> Task prompt
Scan the records for the string "filename" and copy every line that holds it.
%%
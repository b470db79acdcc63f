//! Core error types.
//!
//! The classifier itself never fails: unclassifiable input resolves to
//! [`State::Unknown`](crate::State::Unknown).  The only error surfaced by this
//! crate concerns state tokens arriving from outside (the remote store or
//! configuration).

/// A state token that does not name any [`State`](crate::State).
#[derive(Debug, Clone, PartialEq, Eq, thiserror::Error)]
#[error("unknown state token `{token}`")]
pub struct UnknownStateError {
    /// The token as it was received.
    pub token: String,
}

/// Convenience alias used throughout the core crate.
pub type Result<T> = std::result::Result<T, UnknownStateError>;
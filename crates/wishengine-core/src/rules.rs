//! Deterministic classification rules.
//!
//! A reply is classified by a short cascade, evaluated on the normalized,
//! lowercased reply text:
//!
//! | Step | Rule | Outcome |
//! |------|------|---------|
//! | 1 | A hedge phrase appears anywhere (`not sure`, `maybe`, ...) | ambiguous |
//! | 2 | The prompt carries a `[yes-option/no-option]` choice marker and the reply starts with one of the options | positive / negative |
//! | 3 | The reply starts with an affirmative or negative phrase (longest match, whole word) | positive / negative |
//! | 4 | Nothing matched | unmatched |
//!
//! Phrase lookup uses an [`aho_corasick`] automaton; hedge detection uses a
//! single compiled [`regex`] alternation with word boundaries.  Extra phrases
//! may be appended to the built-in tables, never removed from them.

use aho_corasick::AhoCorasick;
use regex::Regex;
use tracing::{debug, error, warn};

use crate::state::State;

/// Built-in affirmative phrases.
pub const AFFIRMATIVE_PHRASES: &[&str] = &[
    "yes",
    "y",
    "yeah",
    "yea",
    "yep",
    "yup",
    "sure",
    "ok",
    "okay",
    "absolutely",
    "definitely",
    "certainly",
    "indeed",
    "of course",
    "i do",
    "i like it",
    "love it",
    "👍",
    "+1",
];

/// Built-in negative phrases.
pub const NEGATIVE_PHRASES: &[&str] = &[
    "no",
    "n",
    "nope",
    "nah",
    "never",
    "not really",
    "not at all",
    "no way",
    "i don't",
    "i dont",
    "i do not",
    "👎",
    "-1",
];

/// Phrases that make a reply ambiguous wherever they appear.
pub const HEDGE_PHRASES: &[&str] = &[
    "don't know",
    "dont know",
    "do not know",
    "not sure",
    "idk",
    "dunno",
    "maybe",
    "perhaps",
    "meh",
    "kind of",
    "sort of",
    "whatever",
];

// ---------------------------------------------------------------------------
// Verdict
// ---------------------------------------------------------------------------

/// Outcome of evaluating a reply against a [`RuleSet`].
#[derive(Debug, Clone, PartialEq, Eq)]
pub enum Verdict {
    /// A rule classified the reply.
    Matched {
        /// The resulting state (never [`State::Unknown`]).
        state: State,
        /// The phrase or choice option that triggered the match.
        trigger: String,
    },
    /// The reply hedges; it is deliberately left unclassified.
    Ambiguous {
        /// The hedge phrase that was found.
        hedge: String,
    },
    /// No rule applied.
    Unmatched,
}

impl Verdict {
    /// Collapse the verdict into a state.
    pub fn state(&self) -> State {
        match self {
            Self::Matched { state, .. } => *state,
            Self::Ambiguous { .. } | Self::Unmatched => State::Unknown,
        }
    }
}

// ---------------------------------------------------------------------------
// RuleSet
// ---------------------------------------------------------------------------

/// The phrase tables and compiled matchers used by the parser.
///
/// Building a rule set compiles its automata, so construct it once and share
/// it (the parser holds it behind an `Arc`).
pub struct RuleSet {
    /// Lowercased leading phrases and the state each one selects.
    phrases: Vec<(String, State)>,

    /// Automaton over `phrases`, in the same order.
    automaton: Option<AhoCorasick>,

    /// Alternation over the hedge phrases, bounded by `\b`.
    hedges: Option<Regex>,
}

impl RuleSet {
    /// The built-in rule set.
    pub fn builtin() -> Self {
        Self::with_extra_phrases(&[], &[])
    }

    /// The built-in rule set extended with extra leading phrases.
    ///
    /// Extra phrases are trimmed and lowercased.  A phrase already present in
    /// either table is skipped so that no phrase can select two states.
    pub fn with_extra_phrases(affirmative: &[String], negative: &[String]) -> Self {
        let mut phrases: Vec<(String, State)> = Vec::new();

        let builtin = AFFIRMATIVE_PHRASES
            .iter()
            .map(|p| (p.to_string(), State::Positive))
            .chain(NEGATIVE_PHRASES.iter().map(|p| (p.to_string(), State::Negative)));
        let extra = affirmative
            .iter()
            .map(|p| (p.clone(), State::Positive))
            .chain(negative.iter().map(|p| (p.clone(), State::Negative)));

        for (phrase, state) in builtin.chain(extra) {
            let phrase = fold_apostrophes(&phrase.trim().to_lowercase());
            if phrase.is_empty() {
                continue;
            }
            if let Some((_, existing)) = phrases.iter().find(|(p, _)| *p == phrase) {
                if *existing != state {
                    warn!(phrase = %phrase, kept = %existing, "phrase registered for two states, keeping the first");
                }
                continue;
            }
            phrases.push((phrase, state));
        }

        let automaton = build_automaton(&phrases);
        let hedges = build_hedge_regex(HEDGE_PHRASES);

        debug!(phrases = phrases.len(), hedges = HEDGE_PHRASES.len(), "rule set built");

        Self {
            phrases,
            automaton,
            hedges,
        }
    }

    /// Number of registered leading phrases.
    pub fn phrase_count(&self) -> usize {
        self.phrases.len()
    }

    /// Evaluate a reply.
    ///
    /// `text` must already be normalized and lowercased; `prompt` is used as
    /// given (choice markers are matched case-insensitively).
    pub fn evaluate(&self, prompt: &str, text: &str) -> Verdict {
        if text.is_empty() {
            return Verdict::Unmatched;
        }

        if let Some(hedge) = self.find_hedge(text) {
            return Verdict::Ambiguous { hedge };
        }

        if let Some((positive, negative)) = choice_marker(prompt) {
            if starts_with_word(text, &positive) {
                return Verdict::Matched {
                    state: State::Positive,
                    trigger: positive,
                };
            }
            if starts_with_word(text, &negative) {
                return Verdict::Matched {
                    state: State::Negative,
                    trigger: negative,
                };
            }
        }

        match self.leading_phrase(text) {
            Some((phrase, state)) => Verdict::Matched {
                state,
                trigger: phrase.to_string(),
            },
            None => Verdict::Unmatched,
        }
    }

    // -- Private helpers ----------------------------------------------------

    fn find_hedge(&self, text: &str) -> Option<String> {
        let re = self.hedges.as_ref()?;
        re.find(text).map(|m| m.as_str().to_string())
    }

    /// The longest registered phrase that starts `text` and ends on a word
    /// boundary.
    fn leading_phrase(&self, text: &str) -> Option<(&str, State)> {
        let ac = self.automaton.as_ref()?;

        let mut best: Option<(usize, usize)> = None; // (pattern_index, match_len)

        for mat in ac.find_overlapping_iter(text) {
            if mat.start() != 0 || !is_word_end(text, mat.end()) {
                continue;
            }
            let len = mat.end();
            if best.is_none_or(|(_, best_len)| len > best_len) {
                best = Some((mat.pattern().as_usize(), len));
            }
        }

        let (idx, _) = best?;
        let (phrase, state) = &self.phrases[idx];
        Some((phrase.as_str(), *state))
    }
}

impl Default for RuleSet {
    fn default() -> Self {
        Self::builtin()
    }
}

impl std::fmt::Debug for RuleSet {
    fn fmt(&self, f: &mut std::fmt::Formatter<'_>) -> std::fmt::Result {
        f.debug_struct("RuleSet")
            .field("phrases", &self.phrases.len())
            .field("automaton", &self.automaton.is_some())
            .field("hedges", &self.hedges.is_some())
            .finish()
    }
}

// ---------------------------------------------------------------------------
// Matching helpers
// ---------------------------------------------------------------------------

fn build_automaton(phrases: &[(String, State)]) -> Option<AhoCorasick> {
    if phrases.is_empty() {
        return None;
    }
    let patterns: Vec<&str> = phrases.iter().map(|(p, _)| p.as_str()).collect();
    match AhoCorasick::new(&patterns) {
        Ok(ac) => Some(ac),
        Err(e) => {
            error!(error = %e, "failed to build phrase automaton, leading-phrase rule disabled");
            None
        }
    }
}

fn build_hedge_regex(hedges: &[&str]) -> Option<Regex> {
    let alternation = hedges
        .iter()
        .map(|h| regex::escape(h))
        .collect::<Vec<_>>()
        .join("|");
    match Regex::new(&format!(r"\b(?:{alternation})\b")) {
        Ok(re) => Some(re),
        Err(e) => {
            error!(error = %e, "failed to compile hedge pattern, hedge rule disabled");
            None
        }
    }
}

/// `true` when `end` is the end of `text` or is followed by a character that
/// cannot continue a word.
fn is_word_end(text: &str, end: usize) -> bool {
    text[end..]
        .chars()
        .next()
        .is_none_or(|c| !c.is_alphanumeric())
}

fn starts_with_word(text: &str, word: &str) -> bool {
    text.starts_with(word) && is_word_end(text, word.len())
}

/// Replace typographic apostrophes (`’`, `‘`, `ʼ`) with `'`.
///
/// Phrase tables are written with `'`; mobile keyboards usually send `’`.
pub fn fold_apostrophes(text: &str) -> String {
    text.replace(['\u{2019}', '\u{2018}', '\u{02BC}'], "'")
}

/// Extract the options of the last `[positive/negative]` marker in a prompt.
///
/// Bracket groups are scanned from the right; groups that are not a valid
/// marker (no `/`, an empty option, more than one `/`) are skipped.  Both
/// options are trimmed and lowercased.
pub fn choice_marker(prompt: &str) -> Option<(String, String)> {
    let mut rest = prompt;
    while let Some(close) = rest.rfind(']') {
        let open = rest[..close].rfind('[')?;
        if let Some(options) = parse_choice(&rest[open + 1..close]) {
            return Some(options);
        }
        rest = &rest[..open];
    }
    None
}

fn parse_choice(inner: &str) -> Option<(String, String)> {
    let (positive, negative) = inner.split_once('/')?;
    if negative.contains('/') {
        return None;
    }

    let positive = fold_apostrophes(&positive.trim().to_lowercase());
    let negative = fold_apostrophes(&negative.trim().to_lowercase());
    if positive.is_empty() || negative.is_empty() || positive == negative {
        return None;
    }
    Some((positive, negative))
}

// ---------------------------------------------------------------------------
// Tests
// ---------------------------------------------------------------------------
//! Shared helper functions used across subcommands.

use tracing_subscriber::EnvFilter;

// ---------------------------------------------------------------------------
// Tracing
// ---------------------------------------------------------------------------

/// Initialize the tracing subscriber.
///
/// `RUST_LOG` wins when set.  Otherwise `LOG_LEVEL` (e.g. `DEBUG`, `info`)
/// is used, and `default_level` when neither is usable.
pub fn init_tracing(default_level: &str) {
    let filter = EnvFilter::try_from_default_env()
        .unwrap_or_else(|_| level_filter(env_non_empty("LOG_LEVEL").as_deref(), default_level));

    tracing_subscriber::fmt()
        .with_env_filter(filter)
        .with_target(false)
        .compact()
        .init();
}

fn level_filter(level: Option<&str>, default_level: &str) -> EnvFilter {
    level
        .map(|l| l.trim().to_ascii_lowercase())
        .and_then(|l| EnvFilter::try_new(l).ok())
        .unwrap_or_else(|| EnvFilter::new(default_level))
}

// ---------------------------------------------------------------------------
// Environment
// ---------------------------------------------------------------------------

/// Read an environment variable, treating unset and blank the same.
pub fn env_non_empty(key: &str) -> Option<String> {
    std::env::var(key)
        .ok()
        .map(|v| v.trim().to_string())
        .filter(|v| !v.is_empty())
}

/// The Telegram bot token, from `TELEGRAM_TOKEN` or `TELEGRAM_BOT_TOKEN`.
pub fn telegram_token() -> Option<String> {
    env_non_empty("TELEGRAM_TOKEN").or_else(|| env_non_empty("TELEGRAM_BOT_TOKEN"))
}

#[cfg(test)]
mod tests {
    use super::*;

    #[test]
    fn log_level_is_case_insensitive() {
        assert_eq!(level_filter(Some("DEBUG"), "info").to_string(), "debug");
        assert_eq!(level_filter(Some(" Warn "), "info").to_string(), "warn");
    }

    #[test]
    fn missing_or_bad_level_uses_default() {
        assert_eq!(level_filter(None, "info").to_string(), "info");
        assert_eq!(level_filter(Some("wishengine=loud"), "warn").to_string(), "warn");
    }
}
%%
%%
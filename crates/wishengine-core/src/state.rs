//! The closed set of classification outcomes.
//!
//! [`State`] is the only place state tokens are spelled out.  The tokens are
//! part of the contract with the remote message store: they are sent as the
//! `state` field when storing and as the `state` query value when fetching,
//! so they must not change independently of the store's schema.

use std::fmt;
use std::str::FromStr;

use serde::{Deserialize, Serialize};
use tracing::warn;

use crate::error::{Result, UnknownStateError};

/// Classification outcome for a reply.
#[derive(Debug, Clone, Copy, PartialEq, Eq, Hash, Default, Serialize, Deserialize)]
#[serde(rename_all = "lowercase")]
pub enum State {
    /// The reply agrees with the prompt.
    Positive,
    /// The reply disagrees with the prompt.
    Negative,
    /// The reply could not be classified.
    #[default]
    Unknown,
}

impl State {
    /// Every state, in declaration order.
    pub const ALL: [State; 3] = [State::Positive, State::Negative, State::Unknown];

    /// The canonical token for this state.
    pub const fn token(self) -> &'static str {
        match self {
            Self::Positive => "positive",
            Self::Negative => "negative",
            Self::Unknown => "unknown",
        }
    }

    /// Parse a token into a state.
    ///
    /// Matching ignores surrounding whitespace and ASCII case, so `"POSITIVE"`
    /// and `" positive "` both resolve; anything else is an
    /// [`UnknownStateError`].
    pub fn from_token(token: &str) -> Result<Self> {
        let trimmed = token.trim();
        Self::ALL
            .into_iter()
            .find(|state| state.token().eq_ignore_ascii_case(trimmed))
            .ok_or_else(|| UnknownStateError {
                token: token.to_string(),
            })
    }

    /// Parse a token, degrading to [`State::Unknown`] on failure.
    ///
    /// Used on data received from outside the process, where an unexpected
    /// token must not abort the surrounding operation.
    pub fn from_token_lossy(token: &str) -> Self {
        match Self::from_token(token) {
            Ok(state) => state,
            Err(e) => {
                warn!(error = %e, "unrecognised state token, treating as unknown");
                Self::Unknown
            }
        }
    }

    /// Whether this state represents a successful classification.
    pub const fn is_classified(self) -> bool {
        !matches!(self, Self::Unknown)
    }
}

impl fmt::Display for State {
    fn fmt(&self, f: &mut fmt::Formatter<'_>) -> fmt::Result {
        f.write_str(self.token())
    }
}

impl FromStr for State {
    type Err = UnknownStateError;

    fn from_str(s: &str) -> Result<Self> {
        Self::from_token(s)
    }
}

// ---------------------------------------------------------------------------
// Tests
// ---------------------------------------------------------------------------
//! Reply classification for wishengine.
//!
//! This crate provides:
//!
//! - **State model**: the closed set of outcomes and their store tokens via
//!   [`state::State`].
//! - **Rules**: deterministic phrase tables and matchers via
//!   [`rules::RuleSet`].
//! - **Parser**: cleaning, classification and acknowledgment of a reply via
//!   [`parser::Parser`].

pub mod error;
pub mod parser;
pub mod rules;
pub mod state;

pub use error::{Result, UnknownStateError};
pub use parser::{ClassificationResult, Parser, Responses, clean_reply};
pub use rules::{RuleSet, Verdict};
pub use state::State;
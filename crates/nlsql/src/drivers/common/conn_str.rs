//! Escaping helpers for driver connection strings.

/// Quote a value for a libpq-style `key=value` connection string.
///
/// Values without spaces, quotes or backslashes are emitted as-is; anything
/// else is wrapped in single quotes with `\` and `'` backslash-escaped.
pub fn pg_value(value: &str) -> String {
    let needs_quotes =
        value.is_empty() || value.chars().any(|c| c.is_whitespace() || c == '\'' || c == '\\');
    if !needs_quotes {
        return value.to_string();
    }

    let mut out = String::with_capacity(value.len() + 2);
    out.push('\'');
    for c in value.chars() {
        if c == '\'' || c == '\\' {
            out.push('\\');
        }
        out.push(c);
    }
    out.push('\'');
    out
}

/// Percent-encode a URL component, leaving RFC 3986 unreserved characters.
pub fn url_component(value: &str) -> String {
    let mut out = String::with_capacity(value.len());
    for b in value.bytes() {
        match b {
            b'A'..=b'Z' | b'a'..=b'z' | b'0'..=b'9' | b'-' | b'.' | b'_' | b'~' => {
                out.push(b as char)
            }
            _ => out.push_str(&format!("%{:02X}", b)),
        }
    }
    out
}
%%
%%
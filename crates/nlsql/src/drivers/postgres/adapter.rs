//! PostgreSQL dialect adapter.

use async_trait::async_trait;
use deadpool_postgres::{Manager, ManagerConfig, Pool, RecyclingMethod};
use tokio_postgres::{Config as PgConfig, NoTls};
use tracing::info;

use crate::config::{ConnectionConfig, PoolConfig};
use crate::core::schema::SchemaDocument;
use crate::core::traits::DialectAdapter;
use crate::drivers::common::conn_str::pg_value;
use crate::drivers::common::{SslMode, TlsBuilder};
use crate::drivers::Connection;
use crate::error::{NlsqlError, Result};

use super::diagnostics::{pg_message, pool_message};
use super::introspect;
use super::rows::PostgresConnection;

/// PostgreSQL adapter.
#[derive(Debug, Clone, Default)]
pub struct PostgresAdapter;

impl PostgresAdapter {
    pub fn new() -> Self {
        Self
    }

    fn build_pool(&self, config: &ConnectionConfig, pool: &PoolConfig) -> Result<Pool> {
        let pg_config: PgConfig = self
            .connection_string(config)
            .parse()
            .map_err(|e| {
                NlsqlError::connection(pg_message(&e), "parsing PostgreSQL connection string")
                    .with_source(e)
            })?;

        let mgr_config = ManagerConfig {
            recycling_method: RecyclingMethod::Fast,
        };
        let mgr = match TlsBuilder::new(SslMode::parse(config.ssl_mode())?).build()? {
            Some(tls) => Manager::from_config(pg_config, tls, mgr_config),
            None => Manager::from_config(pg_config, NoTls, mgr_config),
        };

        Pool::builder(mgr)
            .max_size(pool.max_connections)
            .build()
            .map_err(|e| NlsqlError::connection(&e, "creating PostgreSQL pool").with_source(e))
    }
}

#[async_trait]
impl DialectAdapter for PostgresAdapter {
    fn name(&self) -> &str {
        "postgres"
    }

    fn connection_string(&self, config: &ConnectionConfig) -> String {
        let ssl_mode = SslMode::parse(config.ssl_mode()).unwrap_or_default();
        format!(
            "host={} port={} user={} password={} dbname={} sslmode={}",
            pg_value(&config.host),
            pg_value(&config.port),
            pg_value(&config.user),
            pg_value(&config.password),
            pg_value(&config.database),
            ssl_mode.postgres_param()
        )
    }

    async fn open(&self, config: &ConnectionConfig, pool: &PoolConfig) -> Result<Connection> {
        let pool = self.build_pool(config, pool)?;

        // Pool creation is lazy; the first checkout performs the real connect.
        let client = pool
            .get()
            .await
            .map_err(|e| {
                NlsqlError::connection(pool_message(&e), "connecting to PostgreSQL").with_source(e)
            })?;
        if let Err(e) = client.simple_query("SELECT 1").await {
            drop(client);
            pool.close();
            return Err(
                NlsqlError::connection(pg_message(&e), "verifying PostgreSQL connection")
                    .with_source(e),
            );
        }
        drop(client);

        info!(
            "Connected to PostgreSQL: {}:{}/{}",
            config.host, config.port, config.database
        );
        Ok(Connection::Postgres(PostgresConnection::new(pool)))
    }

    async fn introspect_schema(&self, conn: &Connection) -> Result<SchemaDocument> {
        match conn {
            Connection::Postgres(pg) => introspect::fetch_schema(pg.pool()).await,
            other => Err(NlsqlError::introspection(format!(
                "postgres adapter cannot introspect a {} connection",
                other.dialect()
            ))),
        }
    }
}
%%
> Result below
filename crates/wishengine-core/src/rules.rs
filename crates/wishengine-core/src/state.rs
filename crates/nlsql/src/drivers/common/conn_str.rs
filename crates/nlsql/src/drivers/postgres/adapter.rs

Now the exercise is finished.